DE CHARYBDE EN SCYLLA

14 juillet 2012

« De Charybde en Scylla », c’est le titre éloquent d’un documentaire réalisé en Serbie à l’initiative du délégué général aux droits de l’enfant, Bernard De Vos.

Tout commence en septembre 2011. Bernard De Vos se préoccupe du sort de la quarantaine de Roms qui vivent place Gaucheret à Schaerbeek, dans des conditions inhumaines. Parmi eux, une famille de sept personnes dont cinq enfants. L’aînée, Sunita, est polyhandicapée. Elle mourra peu après leur retour en Serbie. Le cas de cette famille illustre les arcanes de la réglementation européenne en matière d’asile. Elle fait une première demande d’asile en France, rentre en Serbie puis reprend une nouvelle fois la route à destination de la Belgique où elle demande également à bénéficier du statut de réfugié. Or, un seul état membre de l’Union européenne est responsable de l’examen de la demande, c’est ce que prévoit le règlement de Dublin. La famille attend qu’une décision soit prise puis, de guerre lasse, accepte un retour volontaire ou plutôt un « retour volontairement contraint  », pour reprendre les mots du conseiller en communication du délégué, David Lallemand.

En mai 2012, Bernard De Vos retrouve la famille de Sunita en Serbie, au cimetière d’abord, où il se recueille devant la tombe de la fillette, puis dans le camp où la famille vit dans des conditions indescriptibles, sans eau potable, sans électricité et sans égout, le plus souvent. « C’est la misère pour les Roms, il n’y a aucune issue, dit un vieux monsieur, quand on part à l’étranger et qu’on revient, la police nous demande pourquoi on est parti . » Pourquoi les Roms partent-ils ? Parce qu’ils sont victimes de discriminations, tout simplement. A Belgrade, Bernard De Vos rencontre son homologue serbe, Tamara Luksic qui lui signale notamment «  qu’environ 80% des familles roms craignent que leurs enfants ne soient pas bien acceptés dans les écoles par leurs pairs et qu’il arrive que ces enfants souffrent de discrimination et d’intolérance de la part du groupe. »

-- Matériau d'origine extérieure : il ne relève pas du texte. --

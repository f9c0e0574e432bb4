//! Backtest report generation.

use chrono::{DateTime, NaiveDate};
use num_traits::ToPrimitive;
use rust_decimal::Decimal;
use serde::{Deserialize, Serialize};
use std::collections::BTreeMap;
use std::path::{Path, PathBuf};
use trading_core::error::TradingError;
use trading_core::types::ExitReason;

use crate::{BacktestConfig, BacktestResult};

const RULE: &str = "============================================================";

/// Closed trades grouped by exit reason.
#[derive(Debug, Clone, PartialEq, Serialize, Deserialize)]
pub struct ExitBreakdown {
    pub reason: ExitReason,
    pub count: usize,
    pub total_pnl: Decimal,
}

#[derive(Debug, Serialize)]
struct TradeRow {
    entry_time: String,
    exit_time: String,
    direction: String,
    entry_price: Decimal,
    exit_price: Decimal,
    size: Decimal,
    stop_loss: Decimal,
    take_profit: Decimal,
    commission: Decimal,
    pnl: Decimal,
    return_pct: f64,
    exit_reason: String,
    duration_minutes: i64,
}

#[derive(Debug, Serialize)]
struct SignalRow {
    timestamp: String,
    direction: String,
    strength: u32,
    stop_distance: f64,
    take_profit_distance: f64,
}

/// Complete backtest report.
#[derive(Debug, Clone, Serialize, Deserialize)]
pub struct BacktestReport {
    /// Configuration used
    pub config: BacktestConfig,
    pub result: BacktestResult,
}

/// Files written by [`BacktestReport::save`].
#[derive(Debug, Clone)]
pub struct SavedReport {
    pub summary: PathBuf,
    pub json: PathBuf,
    pub equity_csv: PathBuf,
    pub trades_csv: PathBuf,
    pub signals_csv: PathBuf,
}

pub(crate) fn format_time(ts: i64) -> String {
    DateTime::from_timestamp_millis(ts)
        .map(|dt| dt.naive_utc().format("%Y-%m-%d %H:%M").to_string())
        .unwrap_or_default()
}

fn pct(value: f64) -> String {
    format!("{:.2}%", value * 100.0)
}

fn check(met: bool) -> &'static str {
    if met {
        "✓"
    } else {
        "✗"
    }
}

/// `1234567.891` as `1,234,567.89`.
pub fn format_money(value: f64) -> String {
    let s = format!("{:.2}", value.abs());
    let (int_part, frac) = s.split_once('.').unwrap_or((s.as_str(), "00"));
    let mut grouped = String::new();
    for (i, c) in int_part.chars().enumerate() {
        if i > 0 && (int_part.len() - i) % 3 == 0 {
            grouped.push(',');
        }
        grouped.push(c);
    }
    let sign = if value < 0.0 { "-" } else { "" };
    format!("{}{}.{}", sign, grouped, frac)
}

impl BacktestReport {
    pub fn new(config: BacktestConfig, result: BacktestResult) -> Self {
        Self { config, result }
    }

    /// Generate a text summary.
    pub fn summary(&self) -> String {
        let m = &self.result.metrics;
        let money = |d: Decimal| format_money(d.to_f64().unwrap_or_default());
        let mut s = String::new();

        s.push_str(RULE);
        s.push('\n');
        s.push_str("BACKTEST SUMMARY\n");
        s.push_str(RULE);
        s.push('\n');
        s.push_str(&format!(
            "  Symbol: {}  Timeframe: {}  Bars: {}\n",
            self.result.symbol, self.result.timeframe, self.result.bars_processed
        ));
        if let (Some(first), Some(last)) = (self.result.equity_curve.first(), self.result.equity_curve.last()) {
            s.push_str(&format!(
                "  Period: {} to {}\n",
                format_time(first.timestamp),
                format_time(last.timestamp)
            ));
        }

        s.push_str("\nTrade Statistics:\n");
        s.push_str(&format!("  Total Trades: {}\n", m.total_trades));
        s.push_str(&format!("  Winning Trades: {}\n", m.winning_trades));
        s.push_str(&format!("  Losing Trades: {}\n", m.losing_trades));
        s.push_str(&format!("  Win Rate: {}\n", pct(m.win_rate)));
        s.push_str(&format!(
            "  Avg Win: ${}  Avg Loss: ${}\n",
            money(m.avg_win),
            money(m.avg_loss)
        ));
        s.push_str(&format!(
            "  Max Win Streak: {}  Max Loss Streak: {}\n",
            m.max_win_streak, m.max_loss_streak
        ));
        match m.avg_trade_duration_minutes {
            Some(minutes) => s.push_str(&format!("  Avg Trade Duration: {:.0} min\n", minutes)),
            None => s.push_str("  Avg Trade Duration: N/A\n"),
        }

        s.push_str("\nReturns:\n");
        s.push_str(&format!("  Total P&L: ${}\n", money(m.total_pnl)));
        s.push_str(&format!("  Total Return: {}\n", pct(m.total_return)));
        s.push_str(&format!("  Annual Return: {}\n", pct(m.annual_return)));
        s.push_str(&format!(
            "  Expected Value per Trade: ${} ({})\n",
            money(m.expected_value),
            pct(m.expected_value_pct)
        ));
        s.push_str(&format!("  Final Equity: ${}\n", money(m.final_equity)));

        s.push_str("\nRisk Metrics:\n");
        s.push_str(&format!("  Sharpe Ratio: {:.2}\n", m.sharpe_ratio));
        s.push_str(&format!("  Sortino Ratio: {:.2}\n", m.sortino_ratio));
        s.push_str(&format!("  Profit Factor: {:.2}\n", m.profit_factor));
        s.push_str(&format!("  Max Drawdown: {}\n", pct(m.max_drawdown)));
        s.push_str(&format!("  Calmar Ratio: {:.2}\n", m.calmar_ratio));
        s.push_str(&format!("  Recovery Factor: {:.2}\n", m.recovery_factor));
        s.push_str(&format!("  Avg Risk per Trade: {}\n", pct(m.avg_risk_per_trade)));
        if self.result.halted {
            s.push_str("  Drawdown limit reached: new entries were halted\n");
        }

        let t = &m.targets;
        s.push_str("\nPerformance Targets:\n");
        s.push_str(&format!("  Win Rate Target Met: {}\n", check(t.win_rate)));
        s.push_str(&format!("  Profit Factor Target Met: {}\n", check(t.profit_factor)));
        s.push_str(&format!("  Sharpe Ratio Target Met: {}\n", check(t.sharpe_ratio)));
        s.push_str(&format!("  Annual Return Target Met: {}\n", check(t.annual_return)));
        s.push_str(&format!("  Max Drawdown Target Met: {}\n", check(t.max_drawdown)));

        let breakdown = self.exit_breakdown();
        if !breakdown.is_empty() {
            s.push_str("\nExit Reasons:\n");
            for row in &breakdown {
                s.push_str(&format!(
                    "  {:<16} {:>5}  ${}\n",
                    row.reason.to_string(),
                    row.count,
                    money(row.total_pnl)
                ));
            }
        }

        s.push('\n');
        s.push_str(RULE);
        s.push('\n');
        s
    }

    /// Trade count and P&L per exit reason, in a fixed reason order.
    pub fn exit_breakdown(&self) -> Vec<ExitBreakdown> {
        ExitReason::all()
            .iter()
            .filter_map(|reason| {
                let trades: Vec<_> = self
                    .result
                    .trades
                    .iter()
                    .filter(|t| t.exit_reason == *reason)
                    .collect();
                if trades.is_empty() {
                    return None;
                }
                Some(ExitBreakdown {
                    reason: *reason,
                    count: trades.len(),
                    total_pnl: trades.iter().map(|t| t.pnl).sum(),
                })
            })
            .collect()
    }

    /// Export to JSON.
    pub fn to_json(&self) -> Result<String, serde_json::Error> {
        serde_json::to_string_pretty(self)
    }

    /// Export to CSV (equity curve only).
    pub fn equity_to_csv(&self) -> String {
        let mut csv = String::from("timestamp,equity\n");
        for point in &self.result.equity_curve {
            csv.push_str(&format!("{},{}\n", format_time(point.timestamp), point.equity));
        }
        csv
    }

    /// One row per closed trade.
    pub fn trades_to_csv(&self) -> Result<String, TradingError> {
        let mut writer = csv::Writer::from_writer(Vec::new());
        for t in &self.result.trades {
            writer
                .serialize(TradeRow {
                    entry_time: format_time(t.entry_time),
                    exit_time: format_time(t.exit_time),
                    direction: t.direction.to_string(),
                    entry_price: t.entry_price.round_dp(4),
                    exit_price: t.exit_price.round_dp(4),
                    size: t.size,
                    stop_loss: t.stop_loss.round_dp(4),
                    take_profit: t.take_profit.round_dp(4),
                    commission: t.commission.round_dp(2),
                    pnl: t.pnl.round_dp(2),
                    return_pct: t.return_pct(),
                    exit_reason: t.exit_reason.to_string(),
                    duration_minutes: t.duration_minutes(),
                })
                .map_err(|e| TradingError::Serialization(e.to_string()))?;
        }
        let bytes = writer
            .into_inner()
            .map_err(|e| TradingError::Serialization(e.to_string()))?;
        String::from_utf8(bytes).map_err(|e| TradingError::Serialization(e.to_string()))
    }

    /// One row per bar with an active signal.
    pub fn signals_to_csv(&self) -> Result<String, TradingError> {
        let mut writer = csv::Writer::from_writer(Vec::new());
        for s in &self.result.signals {
            writer
                .serialize(SignalRow {
                    timestamp: format_time(s.timestamp),
                    direction: s.direction.to_string(),
                    strength: s.strength,
                    stop_distance: s.stop_distance,
                    take_profit_distance: s.take_profit_distance,
                })
                .map_err(|e| TradingError::Serialization(e.to_string()))?;
        }
        let bytes = writer
            .into_inner()
            .map_err(|e| TradingError::Serialization(e.to_string()))?;
        String::from_utf8(bytes).map_err(|e| TradingError::Serialization(e.to_string()))
    }

    /// Last equity value of each calendar day.
    pub fn daily_equity(&self) -> Vec<(NaiveDate, f64)> {
        let mut days: BTreeMap<NaiveDate, f64> = BTreeMap::new();
        for point in &self.result.equity_curve {
            if let Some(dt) = DateTime::from_timestamp_millis(point.timestamp) {
                days.insert(dt.date_naive(), point.equity.to_f64().unwrap_or_default());
            }
        }
        days.into_iter().collect()
    }

    /// Daily equity drawn as a character grid, with a dashed line at the
    /// initial capital.
    pub fn ascii_chart(&self, width: usize, height: usize) -> String {
        let daily = self.daily_equity();
        if daily.len() < 2 || width == 0 || height < 2 {
            return "Not enough data for a chart\n".to_string();
        }

        let values: Vec<f64> = daily.iter().map(|(_, v)| *v).collect();
        let min = values.iter().copied().fold(f64::INFINITY, f64::min);
        let max = values.iter().copied().fold(f64::NEG_INFINITY, f64::max);
        let range = if max > min { max - min } else { 1.0 };
        let row_of = |v: f64| ((v - min) / range * (height - 1) as f64) as usize;

        let mut grid = vec![vec![' '; width]; height];
        let initial = self.result.initial_capital.to_f64().unwrap_or_default();
        if initial >= min && initial <= max {
            let y = row_of(initial).min(height - 1);
            for cell in grid[height - 1 - y].iter_mut() {
                *cell = '-';
            }
        }

        let x_scale = values.len() as f64 / width as f64;
        for x in 0..width {
            let idx = (x as f64 * x_scale) as usize;
            if let Some(v) = values.get(idx) {
                let y = row_of(*v).min(height - 1);
                grid[height - 1 - y][x] = '*';
            }
        }

        let mut out = String::new();
        out.push_str(&format!("${:>14} |\n", format_money(max)));
        for row in grid {
            out.push_str(&format!("{:>16}|{}\n", "", row.into_iter().collect::<String>()));
        }
        out.push_str(&format!("${:>14} |{}\n", format_money(min), "_".repeat(width)));
        let start = daily[0].0.to_string();
        let end = daily[daily.len() - 1].0.to_string();
        let pad = width.saturating_sub(start.len());
        out.push_str(&format!("{:>16} {}{:>pad$}\n", "", start, end, pad = pad));

        let changes: Vec<f64> = values.windows(2).map(|w| w[1] - w[0]).collect();
        let up = changes.iter().filter(|c| **c > 0.0).count();
        let down = changes.iter().filter(|c| **c < 0.0).count();
        let best = changes.iter().copied().fold(f64::NEG_INFINITY, f64::max);
        let worst = changes.iter().copied().fold(f64::INFINITY, f64::min);
        out.push_str(&format!(
            "\nPositive Days: {}  Negative Days: {}  Best Day: ${}  Worst Day: ${}\n",
            up,
            down,
            format_money(best),
            format_money(worst)
        ));
        out
    }

    /// Write the summary, JSON and CSV files named after `stem`.
    pub fn save(&self, dir: impl AsRef<Path>, stem: &str) -> Result<SavedReport, TradingError> {
        let dir = dir.as_ref();
        std::fs::create_dir_all(dir)?;

        let saved = SavedReport {
            summary: dir.join(format!("{}_summary.txt", stem)),
            json: dir.join(format!("{}_results.json", stem)),
            equity_csv: dir.join(format!("{}_equity.csv", stem)),
            trades_csv: dir.join(format!("{}_trades.csv", stem)),
            signals_csv: dir.join(format!("{}_signals.csv", stem)),
        };

        std::fs::write(&saved.summary, format!("{}\n{}", self.summary(), self.ascii_chart(70, 20)))?;
        std::fs::write(&saved.json, self.to_json()?)?;
        std::fs::write(&saved.equity_csv, self.equity_to_csv())?;
        std::fs::write(&saved.trades_csv, self.trades_to_csv()?)?;
        std::fs::write(&saved.signals_csv, self.signals_to_csv()?)?;

        tracing::info!(dir = %dir.display(), stem, "Backtest report saved");
        Ok(saved)
    }
}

Avant de demander l’asile en France, la famille de Sunita s’est rendue au Kosovo où elle a subi le même type de persécutions qu’en Serbie. Deux états qui figurent pourtant sur la liste de pays dits sûrs établie récemment par la Belgique et dont le moins que l’on puisse dire, c’est qu’ils ne sont pas sûrs pour tous leurs ressortissants. 

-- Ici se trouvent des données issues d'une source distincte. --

impl Default for TradingSettings {
    fn default() -> Self {
        Self {
            symbol: "^GSPC".to_string(),
            timeframes: vec![Timeframe::Minute5, Timeframe::Minute10],
            start_date: NaiveDate::from_ymd_opt(2023, 7, 30).unwrap_or_default(),
            end_date: NaiveDate::from_ymd_opt(2025, 7, 30).unwrap_or_default(),
            initial_capital: dec!(100000),
            commission: dec!(0.001),
            slippage: dec!(0.0005),
            data_dir: PathBuf::from("data"),
            reports_dir: PathBuf::from("reports"),
        }
    }
}

#[derive(Debug, Clone, Copy, PartialEq, Eq, Serialize, Deserialize)]
#[serde(rename_all = "snake_case")]
pub enum SizingKind {
    FixedRisk,
    PercentEquity,
    Fixed,
}

/// Risk management settings.
#[derive(Debug, Clone, PartialEq, Serialize, Deserialize)]
#[serde(default)]
pub struct RiskSettings {
    pub sizing: SizingKind,
    /// Fraction of equity at risk (`fixed_risk`) or committed
    /// (`percent_equity`) per trade
    pub risk_per_trade: Decimal,
    /// Share count for `fixed` sizing
    pub fixed_shares: Decimal,
    pub max_drawdown: f64,
}

impl Default for RiskSettings {
    fn default() -> Self {
        Self {
            sizing: SizingKind::FixedRisk,
            risk_per_trade: dec!(0.02),
            fixed_shares: dec!(100),
            max_drawdown: 0.20,
        }
    }
}

impl RiskSettings {
    pub fn sizing_method(&self) -> PositionSizingMethod {
        match self.sizing {
            SizingKind::FixedRisk => PositionSizingMethod::FixedRisk {
                risk_per_trade: self.risk_per_trade,
            },
            SizingKind::PercentEquity => PositionSizingMethod::PercentEquity {
                fraction: self.risk_per_trade,
            },
            SizingKind::Fixed => PositionSizingMethod::Fixed {
                shares: self.fixed_shares,
            },
        }
    }
}

/// Optimization and validation settings.
#[derive(Debug, Clone, PartialEq, Serialize, Deserialize)]
#[serde(default)]
pub struct BacktestSettings {
    pub train_test_split: f64,
    pub walk_forward_windows: usize,
    /// Training bars per walk-forward window
    pub window_size: usize,
    /// Test bars per walk-forward window
    pub test_size: usize,
    pub optimization_metric: String,
    pub min_trades: usize,
    pub max_drawdown_penalty: f64,
    pub min_confirmations: usize,
}

impl Default for BacktestSettings {
    fn default() -> Self {
        Self {
            train_test_split: 0.8,
            walk_forward_windows: 12,
            window_size: 504,
            test_size: 126,
            optimization_metric: "sharpe_ratio".to_string(),
            min_trades: 100,
            max_drawdown_penalty: 0.30,
            min_confirmations: 2,
        }
    }
}

#[derive(Debug, Clone, PartialEq, Serialize, Deserialize)]
pub struct UniverseEntry {
    pub ticker: String,
    pub name: String,
}

/// Stock screener settings.
#[derive(Debug, Clone, PartialEq, Serialize, Deserialize)]
#[serde(default)]
pub struct ScreenerSettings {
    /// Tickers to scan; the built-in universe when empty
    pub universe: Vec<UniverseEntry>,
    /// CSV of per-ticker fundamentals
    #[serde(skip_serializing_if = "Option::is_none")]
    pub fundamentals_file: Option<PathBuf>,
    pub lookback_days: i64,
    pub high_conviction: f64,
    pub concurrency: usize,
    pub output_dir: PathBuf,
}

impl Default for ScreenerSettings {
    fn default() -> Self {
        let defaults = ScreenerConfig::default();
        Self {
            universe: Vec::new(),
            fundamentals_file: Some(PathBuf::from("data/fundamentals.csv")),
            lookback_days: defaults.lookback_days,
            high_conviction: defaults.high_conviction,
            concurrency: defaults.concurrency,
            output_dir: PathBuf::from("reports"),
        }
    }
}

impl ScreenerSettings {
    /// Configured universe as (ticker, name) pairs.
    pub fn universe(&self) -> Vec<(String, String)> {
        if self.universe.is_empty() {
            return default_universe();
        }
        self.universe
            .iter()
            .map(|e| (e.ticker.clone(), e.name.clone()))
            .collect()
    }

    pub fn screener_config(&self) -> ScreenerConfig {
        ScreenerConfig {
            lookback_days: self.lookback_days,
            high_conviction: self.high_conviction,
            concurrency: self.concurrency,
        }
    }
}

/// Names of the environment variables holding Telegram credentials.
#[derive(Debug, Clone, PartialEq, Serialize, Deserialize)]
#[serde(default)]
pub struct TelegramSettings {
    pub enabled: bool,
    pub token_env: String,
    pub chat_id_env: String,
}

impl Default for TelegramSettings {
    fn default() -> Self {
        Self {
            enabled: true,
            token_env: TOKEN_ENV.to_string(),
            chat_id_env: CHAT_ID_ENV.to_string(),
        }
    }
}

impl TelegramSettings {
    /// Token and chat id, when both variables are set.
    pub fn credentials(&self) -> Option<(String, String)> {
        let token = std::env::var(&self.token_env).ok()?;
        let chat_id = std::env::var(&self.chat_id_env).ok()?;
        Some((token, chat_id))
    }
}

/// News sentiment settings.
#[derive(Debug, Clone, PartialEq, Serialize, Deserialize)]
#[serde(default)]
pub struct SentimentSettings {
    pub sources: Vec<NewsSource>,
    /// Pause between feed requests
    pub request_delay_ms: u64,
    pub alert_interval_secs: u64,
    pub lookback_hours: i64,
    pub telegram: TelegramSettings,
}

impl Default for SentimentSettings {
    fn default() -> Self {
        let watcher = WatcherConfig::default();
        Self {
            sources: default_sources(),
            request_delay_ms: 1000,
            alert_interval_secs: watcher.interval_secs,
            lookback_hours: watcher.lookback_hours,
            telegram: TelegramSettings::default(),
        }
    }
}

impl SentimentSettings {
    pub fn watcher_config(&self) -> WatcherConfig {
        WatcherConfig {
            interval_secs: self.alert_interval_secs,
            lookback_hours: self.lookback_hours,
        }
    }
}

fn invalid(msg: impl Into<String>) -> TradingError {
    TradingError::Config(msg.into())
}

impl AppConfig {
    pub fn risk_config(&self) -> RiskConfig {
        RiskConfig {
            position_sizing: self.risk.sizing_method(),
            max_drawdown: self.risk.max_drawdown,
            exit_rules: self.exit_rules.clone(),
            session: self.session.clone(),
        }
    }

    pub fn backtest_config(&self) -> BacktestConfig {
        BacktestConfig {
            initial_capital: self.trading.initial_capital,
            commission: self.trading.commission,
            slippage: self.trading.slippage,
            min_confirmations: self.backtest.min_confirmations,
            risk: self.risk_config(),
            targets: self.targets.clone(),
        }
    }

    pub fn optimizer_config(&self) -> OptimizerConfig {
        OptimizerConfig {
            metric: self.backtest.optimization_metric.clone(),
            min_trades: self.backtest.min_trades,
            drawdown_penalty_threshold: self.backtest.max_drawdown_penalty,
            max_windows: self.backtest.walk_forward_windows,
        }
    }

    /// Check ranges and cross-field constraints.
    pub fn validate(&self) -> Result<(), TradingError> {
        let t = &self.trading;
        if t.symbol.trim().is_empty() {
            return Err(invalid("trading.symbol must not be empty"));
        }
        if t.timeframes.is_empty() {
            return Err(invalid("trading.timeframes must list at least one timeframe"));
        }
        if t.start_date >= t.end_date {
            return Err(invalid(format!(
                "trading.start_date {} must be before end_date {}",
                t.start_date, t.end_date
            )));
        }
        if t.initial_capital <= Decimal::ZERO {
            return Err(invalid("trading.initial_capital must be positive"));
        }
        if t.commission < Decimal::ZERO || t.commission >= Decimal::ONE {
            return Err(invalid("trading.commission must be in [0, 1)"));
        }
        if t.slippage < Decimal::ZERO || t.slippage >= Decimal::ONE {
            return Err(invalid("trading.slippage must be in [0, 1)"));
        }

        let r = &self.risk;
        match r.sizing {
            SizingKind::FixedRisk | SizingKind::PercentEquity => {
                if r.risk_per_trade <= Decimal::ZERO || r.risk_per_trade > Decimal::ONE {
                    return Err(invalid("risk.risk_per_trade must be in (0, 1]"));
                }
            }
            SizingKind::Fixed => {
                if r.fixed_shares <= Decimal::ZERO {
                    return Err(invalid("risk.fixed_shares must be positive"));
                }
            }
        }
        if !(r.max_drawdown > 0.0 && r.max_drawdown <= 1.0) {
            return Err(invalid(format!(
                "risk.max_drawdown must be in (0, 1], got {}",
                r.max_drawdown
            )));
        }

        self.indicators.validate()?;
        self.exit_rules
            .validate()
            .map_err(|e| invalid(format!("exit_rules: {}", e)))?;
        self.session
            .validate()
            .map_err(|e| invalid(format!("session: {}", e)))?;

        let b = &self.backtest;
        if !(b.train_test_split > 0.0 && b.train_test_split < 1.0) {
            return Err(invalid(format!(
                "backtest.train_test_split must be in (0, 1), got {}",
                b.train_test_split
            )));
        }
        if b.window_size == 0 || b.test_size == 0 {
            return Err(invalid("backtest.window_size and test_size must be positive"));
        }
        if b.walk_forward_windows == 0 {
            return Err(invalid("backtest.walk_forward_windows must be positive"));
        }
        if b.min_confirmations == 0 {
            return Err(invalid("backtest.min_confirmations must be at least 1"));
        }
        if trading_backtest::PerformanceMetrics::empty(Decimal::ZERO)
            .get(&b.optimization_metric)
            .is_none()
        {
            return Err(invalid(format!(
                "backtest.optimization_metric '{}' is not a known metric",
                b.optimization_metric
            )));
        }

        let s = &self.screener;
        if s.lookback_days <= 0 {
            return Err(invalid("screener.lookback_days must be positive"));
        }
        if s.concurrency == 0 {
            return Err(invalid("screener.concurrency must be at least 1"));
        }
        if !(0.0..=100.0).contains(&s.high_conviction) {
            return Err(invalid("screener.high_conviction must be in [0, 100]"));
        }

        let n = &self.sentiment;
        if n.sources.is_empty() {
            return Err(invalid("sentiment.sources must list at least one feed"));
        }
        if let Some(src) = n.sources.iter().find(|s| !(s.weight > 0.0 && s.weight <= 1.0)) {
            return Err(invalid(format!(
                "sentiment source '{}' weight must be in (0, 1], got {}",
                src.id, src.weight
            )));
        }
        if n.alert_interval_secs == 0 {
            return Err(invalid("sentiment.alert_interval_secs must be positive"));
        }

        trading_monitor::parse_filter(&self.logging.level)?;
        Ok(())
    }
}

On ne peut que recommander aux responsables de l’asile en Belgique de visionner le documentaire « De Charybde en Scylla » sur le blog vidéo http://www.enlignedirecte.be/a-la-une/droits-des-roms-en-serbie/. Au travers du cas concret de la famille de Sunita, il fait état des persécutions, des violences et des discriminations dont sont victimes les Roms dans plusieurs états de l’Union européenne et montre la réalité quotidienne à laquelle ils sont confrontés, sans voyeurisme ni pathos. Un seule regret : on y voit plus le conseiller en communication que le délégué général aux droits de l’enfant lui-même. C’est pourtant à Bernard De Vos que je laisse les mots de la fin : « On peut dire qu’on a un peu honte pour notre pays de ne pas avoir pu faire plus pour eux ».